Department of Colorectal Surgery, Digestive Diseases Institute, Cleveland Clinic Foundation, 9500 Euclid Ave, Cleveland, OH, 44143, USA.
Int J Colorectal Dis. 2013 Oct;28(10):1407-11. doi: 10.1007/s00384-013-1711-z. Epub 2013 May 21.
When severe chronic pelvic pain, constipation, and bloating are due to dense pelvic adhesions fixing the sigmoid loops, patients may be offered the option of sigmoid colectomy. This study examines the effectiveness of colectomy in the treatment of such patients.

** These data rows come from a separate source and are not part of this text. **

//! # Status Record
//!
//! [`StatusRecord`] is the state the health monitor publishes. The monitor
//! task is its only writer; any number of observers may read it at any
//! frequency. Every accessor takes the lock just long enough to copy one
//! small value, so readers are never held up by a reconnect in progress.
//!
//! Observers that want every transition instead of polling can
//! [`subscribe`](StatusRecord::subscribe) to status changes.

use std::fmt;
use std::sync::{Arc, PoisonError, RwLock, RwLockReadGuard, RwLockWriteGuard};

use chrono::{DateTime, Utc};
use serde::{Serialize, Serializer};
use tokio::sync::broadcast;

use crate::error::DbPulseError;

/// Health of the monitored connection.
#[derive(Debug, Clone, Copy, PartialEq, Eq, Hash, Default, Serialize)]
#[serde(rename_all = "lowercase")]
pub enum Status {
    /// No health check has completed yet.
    #[default]
    Unknown,
    /// The last health check or reconnection attempt succeeded.
    Connected,
    /// The connection failed and is not being recovered right now.
    Disconnected,
    /// A reconnection attempt or manual check is in progress.
    Reconnecting,
}

impl fmt::Display for Status {
    fn fmt(&self, f: &mut fmt::Formatter<'_>) -> fmt::Result {
        let label = match self {
            Status::Unknown => "unknown",
            Status::Connected => "connected",
            Status::Disconnected => "disconnected",
            Status::Reconnecting => "reconnecting",
        };
        f.write_str(label)
    }
}

/// Point-in-time copy of every [`StatusRecord`] field.
#[derive(Debug, Clone, Default, Serialize)]
pub struct StatusSnapshot {
    pub status: Status,
    #[serde(serialize_with = "serialize_error")]
    pub last_error: Option<Arc<DbPulseError>>,
    pub last_ping_time: Option<DateTime<Utc>>,
    pub last_reconnect_time: Option<DateTime<Utc>>,
    pub retries_exhausted: bool,
}

impl StatusSnapshot {
    /// Whether an operator should be offered a manual reconnect.
    pub fn needs_manual_reconnect(&self) -> bool {
        self.status == Status::Disconnected && self.retries_exhausted
    }
}

impl PartialEq for StatusSnapshot {
    fn eq(&self, other: &Self) -> bool {
        let same_error = match (&self.last_error, &other.last_error) {
            (None, None) => true,
            (Some(a), Some(b)) => Arc::ptr_eq(a, b) || a.to_string() == b.to_string(),
            _ => false,
        };
        self.status == other.status
            && same_error
            && self.last_ping_time == other.last_ping_time
            && self.last_reconnect_time == other.last_reconnect_time
            && self.retries_exhausted == other.retries_exhausted
    }
}

fn serialize_error<S: Serializer>(
    error: &Option<Arc<DbPulseError>>,
    serializer: S,
) -> Result<S::Ok, S::Error> {
    match error {
        Some(e) => serializer.serialize_some(&e.to_string()),
        None => serializer.serialize_none(),
    }
}

/// Capacity of the status change channel. Slow subscribers lag rather
/// than block the monitor.
const STATUS_CHANNEL_CAPACITY: usize = 64;

/// Thread-safe published connection state.
///
/// Shared as `Arc<StatusRecord>` between the monitor and its observers.
#[derive(Debug)]
pub struct StatusRecord {
    inner: RwLock<StatusSnapshot>,
    changes: broadcast::Sender<Status>,
}

impl Default for StatusRecord {
    fn default() -> Self {
        let (changes, _) = broadcast::channel(STATUS_CHANNEL_CAPACITY);
        Self {
            inner: RwLock::new(StatusSnapshot::default()),
            changes,
        }
    }
}

impl StatusRecord {
    /// Create a record in the initial `Unknown` state.
    pub fn new() -> Self {
        Self::default()
    }

    /// Receive every status value that differs from the one before it.
    pub fn subscribe(&self) -> broadcast::Receiver<Status> {
        self.changes.subscribe()
    }

    // A panicking writer cannot leave a field half-written, so a poisoned
    // lock still guards consistent data.
    fn read(&self) -> RwLockReadGuard<'_, StatusSnapshot> {
        self.inner.read().unwrap_or_else(PoisonError::into_inner)
    }

    fn write(&self) -> RwLockWriteGuard<'_, StatusSnapshot> {
        self.inner.write().unwrap_or_else(PoisonError::into_inner)
    }

    /// All fields, read under a single lock acquisition.
    pub fn snapshot(&self) -> StatusSnapshot {
        self.read().clone()
    }

    pub fn status(&self) -> Status {
        self.read().status
    }

    pub fn set_status(&self, status: Status) {
        let previous = std::mem::replace(&mut self.write().status, status);
        if previous != status {
            let _ = self.changes.send(status);
        }
    }

    pub fn last_error(&self) -> Option<Arc<DbPulseError>> {
        self.read().last_error.clone()
    }

    pub fn set_last_error(&self, error: Arc<DbPulseError>) {
        self.write().last_error = Some(error);
    }

    pub fn clear_last_error(&self) {
        self.write().last_error = None;
    }

    /// Time of the last health check, successful or not.
    pub fn last_ping_time(&self) -> Option<DateTime<Utc>> {
        self.read().last_ping_time
    }

    /// Stamp `last_ping_time` with the current time.
    pub fn mark_ping(&self) {
        self.write().last_ping_time = Some(Utc::now());
    }

    /// Time of the last reconnection attempt.
    pub fn last_reconnect_time(&self) -> Option<DateTime<Utc>> {
        self.read().last_reconnect_time
    }

    /// Stamp `last_reconnect_time` with the current time.
    pub fn mark_reconnect(&self) {
        self.write().last_reconnect_time = Some(Utc::now());
    }

    /// Whether the automatic retry budget of the current failure episode is spent.
    pub fn retries_exhausted(&self) -> bool {
        self.read().retries_exhausted
    }

    pub fn set_retries_exhausted(&self, exhausted: bool) {
        self.write().retries_exhausted = exhausted;
    }
}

Patients were identified from a surgical database, demographic data were abstracted, and charts were reviewed. Patients were interviewed postoperatively. Primary end points were morbidity, length of stay, change in bowel habit, and patient satisfaction.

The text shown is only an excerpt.